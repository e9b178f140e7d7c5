//! Command implementations

pub mod build;
pub mod ci;
pub mod completions;
pub mod info;
//! Serialization error types

use sdlc_domain::{DomainError, PathDerivationError};
use thiserror::Error;

/// Errors raised while converting entities to or from their file form.
#[derive(Debug, Error)]
pub enum SerializationError {
    /// The entity content cannot be represented in the target format.
    #[error("entity encoding failed: {0}")]
    Encoding(String),

    /// The input is not a well-formed entity document.
    #[error("entity decoding failed: {0}")]
    Decoding(String),

    /// The document is well-formed but its content does not yield a path.
    #[error(transparent)]
    PathDerivation(#[from] PathDerivationError),

    /// Reading from or writing to the underlying stream failed.
    #[error("IO error: {0}")]
    Io(#[from] std::io::Error),
}

impl From<DomainError> for SerializationError {
    fn from(error: DomainError) -> Self {
        match error {
            DomainError::PathDerivation(e) => Self::PathDerivation(e),
            other => Self::Encoding(other.to_string()),
        }
    }
}

impl SerializationError {
    /// Returns true for failures caused by the document rather than the
    /// stream: decoding and path derivation errors.
    #[must_use]
    pub const fn is_invalid_document(&self) -> bool {
        matches!(self, Self::Decoding(_) | Self::PathDerivation(_))
    }
}

/// Result type alias for serialization operations.
pub type SerializationResult<T> = Result<T, SerializationError>;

■ ■ ■ ■ ■ ■ ■

- Your task
Beginning at the line with "pub mod build;" and stopping after the line with "well-formed entity document.", please write out every line of the data above exactly and nothing else.

- Answer box
pub mod build;
pub mod ci;
pub mod completions;
pub mod info;
//! Serialization error types

use sdlc_domain::{DomainError, PathDerivationError};
use thiserror::Error;

/// Errors raised while converting entities to or from their file form.
#[derive(Debug, Error)]
pub enum SerializationError {
    /// The entity content cannot be represented in the target format.
    #[error("entity encoding failed: {0}")]
    Encoding(String),

    /// The input is not a well-formed entity document.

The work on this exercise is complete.